--- Problem description ---
The required result is every line of the records that includes "which".

==== Data records ====

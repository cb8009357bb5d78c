// SPDX-License-Identifier: Apache-2.0
// Copyright 2025 KylinSoft Co., Ltd. <https://www.kylinos.cn/>
// See LICENSES for license details.

//! Wait-event sets: one blocking point per process that multiplexes the
//! latch, supervisor liveness, and any number of sockets.

use std::os::unix::io::RawFd;
use std::time::{Duration, Instant};

use bitflags::bitflags;
use dbconfig::BackendPreference;
use dberr::{DbError, DbResult};
use log::error;

use crate::backend::{Backend, Interest, PollStatus, Readiness};
use crate::latch::Latch;
use crate::{parent, transport};

bitflags! {
    /// What to wait for, and what fired.
    #[derive(Debug, Clone, Copy, PartialEq, Eq, Default)]
    pub struct WaitEventMask: u32 {
        const LATCH_SET = 1 << 0;
        const SOCKET_READABLE = 1 << 1;
        const SOCKET_WRITEABLE = 1 << 2;
        const TIMEOUT = 1 << 3;
        const SUPERVISOR_DEATH = 1 << 4;
        /// Like `SUPERVISOR_DEATH`, but the waiting process exits
        /// immediately instead of seeing an event.
        const EXIT_ON_SUPERVISOR_DEATH = 1 << 5;
        /// Peer closed its end. Detection quality varies by backend; a
        /// close may also surface through the readable/writeable bits.
        const SOCKET_CLOSED = 1 << 6;
    }
}

impl WaitEventMask {
    /// An in-progress non-blocking connect completing is reported as
    /// writeable on POSIX.
    pub const SOCKET_CONNECTED: WaitEventMask = WaitEventMask::SOCKET_WRITEABLE;

    const SOCKET_BITS: WaitEventMask = WaitEventMask::SOCKET_READABLE
        .union(WaitEventMask::SOCKET_WRITEABLE)
        .union(WaitEventMask::SOCKET_CLOSED);
}

/// One fired event, as returned by [`WaitEventSet::wait`].
#[derive(Debug, Clone, Copy)]
pub struct WaitEvent {
    /// Registration position, as returned by the `add_*` methods.
    pub pos: usize,
    /// The subset of the registered mask that fired.
    pub events: WaitEventMask,
    pub fd: RawFd,
    /// Opaque value supplied at registration, handed back untouched.
    pub tag: u64,
}

impl WaitEvent {
    pub const fn empty() -> Self {
        WaitEvent {
            pos: 0,
            events: WaitEventMask::empty(),
            fd: -1,
            tag: 0,
        }
    }
}

struct Registered {
    mask: WaitEventMask,
    fd: RawFd,
    tag: u64,
}

/// A fixed-capacity set of wait events backed by a kernel polling object.
///
/// Registrations are made once (sockets may later change direction with
/// [`modify_socket`](Self::modify_socket)); the kernel object persists
/// across waits, which is what makes repeated waiting cheap.
pub struct WaitEventSet {
    backend: Backend,
    events: Vec<Registered>,
    capacity: usize,
    latch: Option<&'static Latch>,
    latch_pos: Option<usize>,
    death_pos: Option<usize>,
    exit_on_death: bool,
    ready: Vec<Readiness>,
}

impl WaitEventSet {
    pub fn new(pref: BackendPreference, capacity: usize) -> DbResult<Self> {
        transport::ensure_current()?;
        Ok(WaitEventSet {
            backend: Backend::create(pref, capacity)?,
            events: Vec::with_capacity(capacity),
            capacity,
            latch: None,
            latch_pos: None,
            death_pos: None,
            exit_on_death: false,
            ready: vec![
                Readiness {
                    pos: 0,
                    readable: false,
                    writeable: false,
                    closed: false
                };
                capacity.max(1)
            ],
        })
    }

    fn push(&mut self, mask: WaitEventMask, fd: RawFd, tag: u64) -> DbResult<usize> {
        if self.events.len() >= self.capacity {
            return Err(DbError::CapacityExceeded);
        }
        self.events.push(Registered { mask, fd, tag });
        Ok(self.events.len() - 1)
    }

    /// Registers the process latch. The caller must own the latch; a set
    /// can watch at most one. `tag` travels back in the fired event.
    pub fn add_latch(&mut self, latch: &'static Latch, tag: u64) -> DbResult<usize> {
        if self.latch_pos.is_some() {
            return Err(DbError::InvalidState("wait set already watches a latch"));
        }
        if !latch.is_owned_by_me() {
            return Err(DbError::InvalidState("waiting on a latch we do not own"));
        }

        let fd = transport::latch_fd();
        let pos = self.push(WaitEventMask::LATCH_SET, fd, tag)?;
        if fd >= 0 {
            self.backend.add(
                pos,
                fd,
                Interest {
                    read: true,
                    write: false,
                },
            )?;
        } else {
            cfg_if::cfg_if! {
                if #[cfg(any(
                    target_os = "macos",
                    target_os = "freebsd",
                    target_os = "netbsd",
                    target_os = "openbsd"
                ))] {
                    self.backend.add_wake_signal(pos)?;
                } else {
                    return Err(DbError::InvalidState("wakeup transport has no fd"));
                }
            }
        }
        self.latch = Some(latch);
        self.latch_pos = Some(pos);
        Ok(pos)
    }

    /// Registers supervisor-death monitoring. With `exit_on_death` the
    /// process exits with status 1 the moment death is confirmed instead
    /// of receiving an event.
    pub fn add_supervisor_death(&mut self, exit_on_death: bool, tag: u64) -> DbResult<usize> {
        if self.death_pos.is_some() {
            return Err(DbError::InvalidState(
                "wait set already watches supervisor death",
            ));
        }
        let fd = parent::liveness_fd();
        if fd < 0 {
            return Err(DbError::InvalidState(
                "no supervisor liveness pipe registered",
            ));
        }
        let mask = if exit_on_death {
            WaitEventMask::EXIT_ON_SUPERVISOR_DEATH
        } else {
            WaitEventMask::SUPERVISOR_DEATH
        };
        let pos = self.push(mask, fd, tag)?;
        self.backend.add(
            pos,
            fd,
            Interest {
                read: true,
                write: false,
            },
        )?;
        self.death_pos = Some(pos);
        self.exit_on_death = exit_on_death;
        Ok(pos)
    }

    /// Registers a socket (or any pollable fd) for the directions in
    /// `mask`.
    pub fn add_socket(&mut self, fd: RawFd, mask: WaitEventMask, tag: u64) -> DbResult<usize> {
        if fd < 0 {
            return Err(DbError::InvalidState("socket registered without an fd"));
        }
        let mask = mask & WaitEventMask::SOCKET_BITS;
        if mask.is_empty() {
            return Err(DbError::InvalidState("socket registered with no direction"));
        }
        let pos = self.push(mask, fd, tag)?;
        self.backend.add(pos, fd, socket_interest(mask))?;
        Ok(pos)
    }

    /// Changes the watched directions of a previously added socket.
    pub fn modify_socket(&mut self, pos: usize, mask: WaitEventMask) -> DbResult {
        let mask = mask & WaitEventMask::SOCKET_BITS;
        let reg = self
            .events
            .get_mut(pos)
            .ok_or(DbError::InvalidState("no event at this position"))?;
        if !reg.mask.intersects(WaitEventMask::SOCKET_BITS) {
            return Err(DbError::InvalidState("position is not a socket event"));
        }
        if reg.mask == mask {
            return Ok(());
        }
        reg.mask = mask;
        let fd = reg.fd;
        self.backend.modify(pos, fd, socket_interest(mask))
    }

    /// Blocks until something fires or `timeout` elapses.
    ///
    /// Returns the number of events stored in `out`; zero means timeout.
    /// A pending interrupt raised through `dbsignal` aborts the wait with
    /// [`DbError::Interrupted`] so the caller can service it.
    pub fn wait(&mut self, timeout: Option<Duration>, out: &mut [WaitEvent]) -> DbResult<usize> {
        transport::ensure_current()?;
        if out.is_empty() {
            return Err(DbError::InvalidState("wait needs room for at least one event"));
        }
        let deadline = timeout.map(|t| Instant::now() + t);

        // The wake paths only write the self-pipe byte while this flag is
        // up, so it has to cover the whole arm/recheck/poll sequence, not
        // just the syscall. A set landing between the recheck and the poll
        // must still produce a byte.
        transport::set_waiting(true);
        let result = self.wait_inner(deadline, out);
        transport::set_waiting(false);
        result
    }

    fn wait_inner(&mut self, deadline: Option<Instant>, out: &mut [WaitEvent]) -> DbResult<usize> {
        loop {
            if dbsignal::interrupt_pending() {
                return Err(DbError::Interrupted);
            }

            // Latch fast path: already set, no need to enter the kernel.
            if let (Some(latch), Some(pos)) = (self.latch, self.latch_pos) {
                if latch.is_set() {
                    out[0] = self.latch_event(pos);
                    return Ok(1);
                }
                // Arm the sleep flag, then recheck: a setter that misses
                // the flag must have stored is_set before our recheck, a
                // setter that sees it will send a wake. Either way the set
                // cannot be lost.
                latch.arm_sleep();
                if latch.is_set() {
                    latch.disarm_sleep();
                    out[0] = self.latch_event(pos);
                    return Ok(1);
                }
            }

            let timeout_ms = match deadline {
                None => -1,
                Some(d) => remaining_ms(d),
            };

            let status = self.backend.poll(timeout_ms, &mut self.ready);
            if let Some(latch) = self.latch {
                latch.disarm_sleep();
            }
            let status = status?;

            match status {
                PollStatus::Interrupted => continue,
                PollStatus::Timeout => {
                    if deadline.is_some_and(|d| Instant::now() >= d) {
                        return Ok(0);
                    }
                    // Kernel rounded the wait short; go around again.
                    continue;
                }
                PollStatus::Ready(n) => {
                    let reported = self.collect(n, out)?;
                    if reported > 0 {
                        return Ok(reported);
                    }
                    // Everything was spurious (stale pipe byte, supervisor
                    // still alive on re-probe).
                    if deadline.is_some_and(|d| Instant::now() >= d) {
                        return Ok(0);
                    }
                }
            }
        }
    }

    fn latch_event(&self, pos: usize) -> WaitEvent {
        WaitEvent {
            pos,
            events: WaitEventMask::LATCH_SET,
            fd: self.events[pos].fd,
            tag: self.events[pos].tag,
        }
    }

    fn collect(&mut self, n: usize, out: &mut [WaitEvent]) -> DbResult<usize> {
        // A set latch outranks everything else that came ready in the
        // same poll: it is reported alone and the other sources are left
        // for the next wait.
        if let (Some(latch), Some(pos)) = (self.latch, self.latch_pos) {
            if latch.is_set() {
                transport::drain();
                out[0] = self.latch_event(pos);
                return Ok(1);
            }
        }

        let mut reported = 0;
        for i in 0..n {
            if reported >= out.len() {
                break;
            }
            let hit = self.ready[i];
            let reg = &self.events[hit.pos];

            if Some(hit.pos) == self.latch_pos {
                // Stale pipe byte from before the last reset; the latch
                // itself was checked above and is not set.
                transport::drain();
                continue;
            }

            if Some(hit.pos) == self.death_pos {
                // Readiness on the liveness pipe can be stale; trust only
                // the read probe.
                if parent::supervisor_alive() {
                    continue;
                }
                if self.exit_on_death {
                    error!("supervisor exited, terminating");
                    unsafe { libc::_exit(1) };
                }
                out[reported] = WaitEvent {
                    pos: hit.pos,
                    events: WaitEventMask::SUPERVISOR_DEATH,
                    fd: reg.fd,
                    tag: reg.tag,
                };
                reported += 1;
                continue;
            }

            let mut fired = WaitEventMask::empty();
            if hit.readable && reg.mask.contains(WaitEventMask::SOCKET_READABLE) {
                fired |= WaitEventMask::SOCKET_READABLE;
            }
            if hit.writeable && reg.mask.contains(WaitEventMask::SOCKET_WRITEABLE) {
                fired |= WaitEventMask::SOCKET_WRITEABLE;
            }
            if hit.closed {
                // EOF is folded into the requested directions so callers
                // that only asked to read or write still notice it.
                fired |= reg.mask
                    & (WaitEventMask::SOCKET_READABLE
                        | WaitEventMask::SOCKET_WRITEABLE
                        | WaitEventMask::SOCKET_CLOSED);
            }
            if fired.is_empty() {
                continue;
            }
            out[reported] = WaitEvent {
                pos: hit.pos,
                events: fired,
                fd: reg.fd,
                tag: reg.tag,
            };
            reported += 1;
        }
        Ok(reported)
    }
}

fn socket_interest(mask: WaitEventMask) -> Interest {
    Interest {
        // CLOSED-only watches still need a read-side registration for the
        // kernel to report the hangup.
        read: mask.intersects(WaitEventMask::SOCKET_READABLE | WaitEventMask::SOCKET_CLOSED),
        write: mask.contains(WaitEventMask::SOCKET_WRITEABLE),
    }
}

fn remaining_ms(deadline: Instant) -> i32 {
    let now = Instant::now();
    if now >= deadline {
        return 0;
    }
    let remaining = deadline - now;
    let ms = remaining.as_millis();
    // Round up so we never wake just short of the deadline and spin.
    let ms = if Duration::from_millis(ms as u64) < remaining {
        ms + 1
    } else {
        ms
    };
    ms.min(i32::MAX as u128) as i32
}

/// Waits on a single latch, optionally watching supervisor death and a
/// timeout. Returns the mask of what fired; `TIMEOUT` when nothing did.
pub fn wait_latch(
    latch: &'static Latch,
    mask: WaitEventMask,
    timeout: Option<Duration>,
) -> DbResult<WaitEventMask> {
    let mut set = WaitEventSet::new(BackendPreference::default(), 2)?;
    if mask.contains(WaitEventMask::LATCH_SET) {
        set.add_latch(latch, 0)?;
    }
    if mask.contains(WaitEventMask::EXIT_ON_SUPERVISOR_DEATH) {
        set.add_supervisor_death(true, 0)?;
    } else if mask.contains(WaitEventMask::SUPERVISOR_DEATH) {
        set.add_supervisor_death(false, 0)?;
    }

    let mut out = [WaitEvent::empty(); 2];
    let n = set.wait(timeout, &mut out)?;
    if n == 0 {
        return Ok(WaitEventMask::TIMEOUT);
    }
    let mut fired = WaitEventMask::empty();
    for ev in &out[..n] {
        fired |= ev.events;
    }
    Ok(fired)
}
// SPDX-License-Identifier: Apache-2.0
// Copyright 2025 KylinSoft Co., Ltd. <https://www.kylinos.cn/>
// See LICENSES for license details.

//! Readiness backends behind [`WaitEventSet`](crate::WaitEventSet).
//!
//! Each backend holds a kernel polling object keyed by the event's
//! position in the owning set, so a readiness report maps straight back to
//! the registered event without a search.

use dbconfig::BackendPreference;
use dberr::{DbError, DbResult};

mod poll;
pub(crate) use poll::PollFdBackend;

cfg_if::cfg_if! {
    if #[cfg(target_os = "linux")] {
        mod epoll;
        pub(crate) use epoll::EpollBackend;
    } else if #[cfg(any(
        target_os = "macos",
        target_os = "freebsd",
        target_os = "netbsd",
        target_os = "openbsd"
    ))] {
        mod kqueue;
        pub(crate) use kqueue::KqueueBackend;
    }
}

/// What a backend wants to watch on one fd.
#[derive(Debug, Clone, Copy, PartialEq, Eq)]
pub(crate) struct Interest {
    pub read: bool,
    pub write: bool,
}

/// One readiness report. `closed` covers error and hangup conditions,
/// which the set owner folds into whichever direction was requested.
#[derive(Debug, Clone, Copy)]
pub(crate) struct Readiness {
    pub pos: usize,
    pub readable: bool,
    pub writeable: bool,
    pub closed: bool,
}

pub(crate) enum PollStatus {
    /// `out[..n]` holds readiness reports.
    Ready(usize),
    Timeout,
    /// A signal arrived; the caller rechecks its higher-priority sources
    /// and retries.
    Interrupted,
}

pub(crate) enum Backend {
    #[cfg(target_os = "linux")]
    Epoll(EpollBackend),
    #[cfg(any(
        target_os = "macos",
        target_os = "freebsd",
        target_os = "netbsd",
        target_os = "openbsd"
    ))]
    Kqueue(KqueueBackend),
    Poll(PollFdBackend),
}

impl Backend {
    pub fn create(pref: BackendPreference, capacity: usize) -> DbResult<Backend> {
        match pref {
            BackendPreference::Auto => {
                cfg_if::cfg_if! {
                    if #[cfg(target_os = "linux")] {
                        Ok(Backend::Epoll(EpollBackend::new(capacity)?))
                    } else if #[cfg(any(
                        target_os = "macos",
                        target_os = "freebsd",
                        target_os = "netbsd",
                        target_os = "openbsd"
                    ))] {
                        Ok(Backend::Kqueue(KqueueBackend::new(capacity)?))
                    } else {
                        Ok(Backend::Poll(PollFdBackend::new(capacity)))
                    }
                }
            }
            BackendPreference::Epoll => {
                cfg_if::cfg_if! {
                    if #[cfg(target_os = "linux")] {
                        Ok(Backend::Epoll(EpollBackend::new(capacity)?))
                    } else {
                        Err(DbError::InvalidState("epoll backend not available on this platform"))
                    }
                }
            }
            BackendPreference::Kqueue => {
                cfg_if::cfg_if! {
                    if #[cfg(any(
                        target_os = "macos",
                        target_os = "freebsd",
                        target_os = "netbsd",
                        target_os = "openbsd"
                    ))] {
                        Ok(Backend::Kqueue(KqueueBackend::new(capacity)?))
                    } else {
                        Err(DbError::InvalidState("kqueue backend not available on this platform"))
                    }
                }
            }
            BackendPreference::Poll => Ok(Backend::Poll(PollFdBackend::new(capacity))),
        }
    }

    pub fn add(&mut self, pos: usize, fd: i32, interest: Interest) -> DbResult {
        match self {
            #[cfg(target_os = "linux")]
            Backend::Epoll(b) => b.add(pos, fd, interest),
            #[cfg(any(
                target_os = "macos",
                target_os = "freebsd",
                target_os = "netbsd",
                target_os = "openbsd"
            ))]
            Backend::Kqueue(b) => b.add(pos, fd, interest),
            Backend::Poll(b) => b.add(pos, fd, interest),
        }
    }

    pub fn modify(&mut self, pos: usize, fd: i32, interest: Interest) -> DbResult {
        match self {
            #[cfg(target_os = "linux")]
            Backend::Epoll(b) => b.modify(pos, fd, interest),
            #[cfg(any(
                target_os = "macos",
                target_os = "freebsd",
                target_os = "netbsd",
                target_os = "openbsd"
            ))]
            Backend::Kqueue(b) => b.modify(pos, fd, interest),
            Backend::Poll(b) => b.modify(pos, fd, interest),
        }
    }

    /// Watch `SIGURG` delivery instead of an fd. Only meaningful on the
    /// kqueue backend; others reach the latch through an fd.
    #[cfg(any(
        target_os = "macos",
        target_os = "freebsd",
        target_os = "netbsd",
        target_os = "openbsd"
    ))]
    pub fn add_wake_signal(&mut self, pos: usize) -> DbResult {
        match self {
            Backend::Kqueue(b) => b.add_signal(pos, libc::SIGURG),
            Backend::Poll(_) => Err(DbError::InvalidState(
                "signal watch requires the kqueue backend",
            )),
        }
    }

    pub fn poll(&mut self, timeout_ms: i32, out: &mut [Readiness]) -> DbResult<PollStatus> {
        match self {
            #[cfg(target_os = "linux")]
            Backend::Epoll(b) => b.poll(timeout_ms, out),
            #[cfg(any(
                target_os = "macos",
                target_os = "freebsd",
                target_os = "netbsd",
                target_os = "openbsd"
            ))]
            Backend::Kqueue(b) => b.poll(timeout_ms, out),
            Backend::Poll(b) => b.poll(timeout_ms, out),
        }
    }
}
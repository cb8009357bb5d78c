// SPDX-License-Identifier: Apache-2.0
// Copyright 2025 KylinSoft Co., Ltd. <https://www.kylinos.cn/>
// See LICENSES for license details.

//! Anonymous shared-memory mappings and typed placement.
//!
//! The supervisor creates every shared structure with [`SharedRegion`]
//! *before* forking children; `fork` then inherits the mapping at the same
//! address in every process, so plain references into the region stay
//! valid on both sides. Structures are addressed by offset or index, never
//! by absolute pointer stored inside the region itself.

#[macro_use]
extern crate log;

use core::{
    mem::{align_of, size_of},
    ops::Deref,
    ptr::NonNull,
};

use dberr::{DbError, DbResult};

mod tests;

/// Marker for types that may be placed in a shared mapping.
///
/// # Safety
///
/// Implementors must be `repr(C)`, contain no pointers, references, heap
/// allocations or other process-local handles, and must be in a valid
/// state when zero-initialised (atomics at zero, locks unlocked).
pub unsafe trait ShmSafe: Sync {}

/// An anonymous `MAP_SHARED` mapping holding one `T` plus optional
/// trailing bytes (ring buffers use the trailing space).
///
/// The mapping is zero-filled by the kernel, which is a valid initial
/// state for any [`ShmSafe`] type.
pub struct SharedRegion<T: ShmSafe> {
    ptr: NonNull<T>,
    map_len: usize,
    trailing: usize,
}

unsafe impl<T: ShmSafe> Send for SharedRegion<T> {}
unsafe impl<T: ShmSafe> Sync for SharedRegion<T> {}

impl<T: ShmSafe> SharedRegion<T> {
    /// Maps a region sized for `T` alone.
    pub fn create() -> DbResult<Self> {
        Self::create_with_trailing(0)
    }

    /// Maps a region sized for `T` followed by `trailing` shared bytes.
    pub fn create_with_trailing(trailing: usize) -> DbResult<Self> {
        // mmap returns page-aligned memory, which satisfies any repr(C)
        // struct alignment we use.
        debug_assert!(align_of::<T>() <= 4096);

        let map_len = size_of::<T>()
            .checked_add(trailing)
            .ok_or(DbError::InvalidState("shared region size overflow"))?;

        let ptr = unsafe {
            libc::mmap(
                core::ptr::null_mut(),
                map_len.max(1),
                libc::PROT_READ | libc::PROT_WRITE,
                libc::MAP_SHARED | libc::MAP_ANONYMOUS,
                -1,
                0,
            )
        };
        if ptr == libc::MAP_FAILED {
            warn!("mmap of {map_len} shared bytes failed: errno {}", dberr::errno());
            return Err(DbError::last_os());
        }

        debug!("mapped {map_len} shared bytes at {ptr:p}");
        Ok(Self {
            // mmap never hands back null once MAP_FAILED is ruled out.
            ptr: unsafe { NonNull::new_unchecked(ptr as *mut T) },
            map_len,
            trailing,
        })
    }

    /// Pointer to the first trailing byte.
    pub fn trailing_ptr(&self) -> *mut u8 {
        unsafe { (self.ptr.as_ptr() as *mut u8).add(size_of::<T>()) }
    }

    /// Number of trailing bytes requested at creation.
    pub fn trailing_len(&self) -> usize {
        self.trailing
    }

    /// Gives up unmapping and hands out a `'static` reference.
    ///
    /// Shared structures normally live for the whole process tree anyway;
    /// leaking is what makes "latch memory is never freed" literally true.
    pub fn leak(self) -> &'static T {
        let r = unsafe { &*self.ptr.as_ptr() };
        core::mem::forget(self);
        r
    }
}

impl<T: ShmSafe> Deref for SharedRegion<T> {
    type Target = T;

    fn deref(&self) -> &T {
        unsafe { self.ptr.as_ref() }
    }
}

impl<T: ShmSafe> Drop for SharedRegion<T> {
    fn drop(&mut self) {
        let rc = unsafe { libc::munmap(self.ptr.as_ptr() as *mut libc::c_void, self.map_len.max(1)) };
        if rc != 0 {
            warn!("munmap failed: errno {}", dberr::errno());
        }
    }
}
// SPDX-License-Identifier: Apache-2.0
// Copyright 2025 KylinSoft Co., Ltd. <https://www.kylinos.cn/>
// See LICENSES for license details.

//! Cross-process latch and liveness behaviour, exercised with real forks.

use std::sync::Mutex;
use std::time::Duration;

use dbshm::SharedRegion;
use dbsignal::SignalSlots;
use dbwait::{
    Latch, SharedLatchTable, WaitEvent, WaitEventMask, WaitEventSet, set_supervisor_pipe,
    supervisor_alive, wait_latch,
};

// Waits and the signal plumbing are process-global; run one scenario at a
// time.
static SCENARIO_LOCK: Mutex<()> = Mutex::new(());

fn wait_for_child(pid: i32) {
    let mut status = 0;
    unsafe {
        libc::waitpid(pid, &mut status, 0);
    }
    assert!(libc::WIFEXITED(status) && libc::WEXITSTATUS(status) == 0);
}

#[test]
fn child_process_sets_parent_latch() {
    let _guard = SCENARIO_LOCK.lock().unwrap();
    dbsignal::install_handler().unwrap();

    let slots = SharedRegion::<SignalSlots>::create().unwrap().leak();
    let latches = SharedRegion::<SharedLatchTable>::create().unwrap().leak();

    dbsignal::attach(slots, 0).unwrap();
    let latch: &'static Latch = latches.latch(0);
    latch.own().unwrap();

    let pid = unsafe { libc::fork() };
    assert!(pid >= 0);
    if pid == 0 {
        // Child: give the parent time to block, then fire its latch.
        unsafe {
            libc::usleep(50_000);
        }
        latches.latch(0).set();
        unsafe { libc::_exit(0) };
    }

    let fired = wait_latch(
        latch,
        WaitEventMask::LATCH_SET,
        Some(Duration::from_secs(10)),
    )
    .unwrap();
    assert_eq!(fired, WaitEventMask::LATCH_SET);
    wait_for_child(pid);

    latch.reset().unwrap();
    latch.disown().unwrap();
    dbsignal::detach();
}

#[test]
fn supervisor_exit_surfaces_as_event() {
    let _guard = SCENARIO_LOCK.lock().unwrap();

    let mut fds = [0i32; 2];
    assert_eq!(unsafe { libc::pipe(fds.as_mut_ptr()) }, 0);
    let (read_end, write_end) = (fds[0], fds[1]);
    unsafe {
        libc::fcntl(read_end, libc::F_SETFL, libc::O_NONBLOCK);
    }

    // The child plays supervisor: it holds the write end open for a
    // moment, then exits, which closes it.
    let pid = unsafe { libc::fork() };
    assert!(pid >= 0);
    if pid == 0 {
        unsafe {
            libc::close(read_end);
            libc::usleep(80_000);
            libc::_exit(0);
        }
    }
    unsafe {
        libc::close(write_end);
    }
    set_supervisor_pipe(read_end, pid);
    assert!(supervisor_alive());

    let mut set = WaitEventSet::new(Default::default(), 1).unwrap();
    set.add_supervisor_death(false, 0).unwrap();
    let mut out = [WaitEvent::empty(); 1];
    let n = set.wait(Some(Duration::from_secs(10)), &mut out).unwrap();
    assert_eq!(n, 1);
    assert_eq!(out[0].events, WaitEventMask::SUPERVISOR_DEATH);
    assert!(!supervisor_alive());
    wait_for_child(pid);
}

#[test]
fn exit_on_death_terminates_waiter_in_place() {
    let _guard = SCENARIO_LOCK.lock().unwrap();

    let mut fds = [0i32; 2];
    assert_eq!(unsafe { libc::pipe(fds.as_mut_ptr()) }, 0);
    let (read_end, write_end) = (fds[0], fds[1]);
    unsafe {
        libc::fcntl(read_end, libc::F_SETFL, libc::O_NONBLOCK);
    }
    let my_pid = unsafe { libc::getpid() };

    // The child is the waiter this time; this process plays supervisor
    // and closes the write end while the child is blocked.
    let pid = unsafe { libc::fork() };
    assert!(pid >= 0);
    if pid == 0 {
        unsafe {
            libc::close(write_end);
        }
        set_supervisor_pipe(read_end, my_pid);
        let mut set = WaitEventSet::new(Default::default(), 1).unwrap();
        set.add_supervisor_death(true, 0).unwrap();
        let mut out = [WaitEvent::empty(); 1];
        // Death must terminate the process from inside wait; reaching
        // the line after it means the flag was ignored.
        let _ = set.wait(Some(Duration::from_secs(10)), &mut out);
        unsafe { libc::_exit(0) };
    }
    unsafe {
        libc::close(read_end);
        libc::usleep(80_000);
        libc::close(write_end);
    }

    let mut status = 0;
    unsafe {
        libc::waitpid(pid, &mut status, 0);
    }
    assert!(libc::WIFEXITED(status));
    assert_eq!(libc::WEXITSTATUS(status), 1);
}

#[test]
fn latch_wake_beats_slow_timeout() {
    let _guard = SCENARIO_LOCK.lock().unwrap();
    dbsignal::install_handler().unwrap();

    let slots = SharedRegion::<SignalSlots>::create().unwrap().leak();
    let latches = SharedRegion::<SharedLatchTable>::create().unwrap().leak();
    dbsignal::attach(slots, 1).unwrap();
    let latch: &'static Latch = latches.latch(1);
    latch.own().unwrap();

    let pid = unsafe { libc::fork() };
    assert!(pid >= 0);
    if pid == 0 {
        unsafe {
            libc::usleep(30_000);
        }
        latches.latch(1).set();
        unsafe { libc::_exit(0) };
    }

    let started = std::time::Instant::now();
    let fired = wait_latch(
        latch,
        WaitEventMask::LATCH_SET,
        Some(Duration::from_secs(30)),
    )
    .unwrap();
    assert_eq!(fired, WaitEventMask::LATCH_SET);
    // The wake must arrive via the transport, not the timeout.
    assert!(started.elapsed() < Duration::from_secs(10));
    wait_for_child(pid);

    latch.reset().unwrap();
    latch.disown().unwrap();
    dbsignal::detach();
}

====

--- Solution for this task ---
/// across waits, which is what makes repeated waiting cheap.
/// which the set owner folds into whichever direction was requested.
/// The mapping is zero-filled by the kernel, which is a valid initial
        // mmap returns page-aligned memory, which satisfies any repr(C)
    // moment, then exits, which closes it.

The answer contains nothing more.